_Source material:_

- Opening Delimiter -

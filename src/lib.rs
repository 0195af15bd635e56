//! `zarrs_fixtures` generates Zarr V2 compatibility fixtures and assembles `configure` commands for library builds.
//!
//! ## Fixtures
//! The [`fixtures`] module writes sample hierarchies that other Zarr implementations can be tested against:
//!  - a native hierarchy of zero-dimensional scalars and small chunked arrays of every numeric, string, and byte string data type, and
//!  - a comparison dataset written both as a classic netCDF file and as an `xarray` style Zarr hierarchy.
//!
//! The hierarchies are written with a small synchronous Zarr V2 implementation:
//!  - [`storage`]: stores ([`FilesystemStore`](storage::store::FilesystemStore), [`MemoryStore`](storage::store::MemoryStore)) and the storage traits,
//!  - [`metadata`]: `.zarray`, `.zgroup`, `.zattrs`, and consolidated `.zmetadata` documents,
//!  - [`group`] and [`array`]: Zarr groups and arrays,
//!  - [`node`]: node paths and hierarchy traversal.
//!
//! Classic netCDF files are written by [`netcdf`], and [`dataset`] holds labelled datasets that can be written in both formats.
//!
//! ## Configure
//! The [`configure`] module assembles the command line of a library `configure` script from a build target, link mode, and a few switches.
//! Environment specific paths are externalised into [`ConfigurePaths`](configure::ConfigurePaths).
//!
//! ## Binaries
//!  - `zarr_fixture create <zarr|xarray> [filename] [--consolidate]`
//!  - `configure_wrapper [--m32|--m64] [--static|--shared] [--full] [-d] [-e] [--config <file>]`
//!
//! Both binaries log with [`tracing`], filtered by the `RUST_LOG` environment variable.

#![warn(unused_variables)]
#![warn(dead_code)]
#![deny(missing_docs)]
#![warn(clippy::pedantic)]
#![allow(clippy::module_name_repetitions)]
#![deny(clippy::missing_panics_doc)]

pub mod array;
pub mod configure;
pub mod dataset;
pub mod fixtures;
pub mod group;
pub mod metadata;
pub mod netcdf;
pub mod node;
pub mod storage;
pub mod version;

- Closing Delimiter -

Starting at the first line of the records above, please copy every line exactly through the line containing "data type, and", and stop there.

_Result:_
filename src/lib.rs
repository 0195af15bd635e56
//! `zarrs_fixtures` generates Zarr V2 compatibility fixtures and assembles `configure` commands for library builds.
//!
//! ## Fixtures
//! The [`fixtures`] module writes sample hierarchies that other Zarr implementations can be tested against:
//!  - a native hierarchy of zero-dimensional scalars and small chunked arrays of every numeric, string, and byte string data type, and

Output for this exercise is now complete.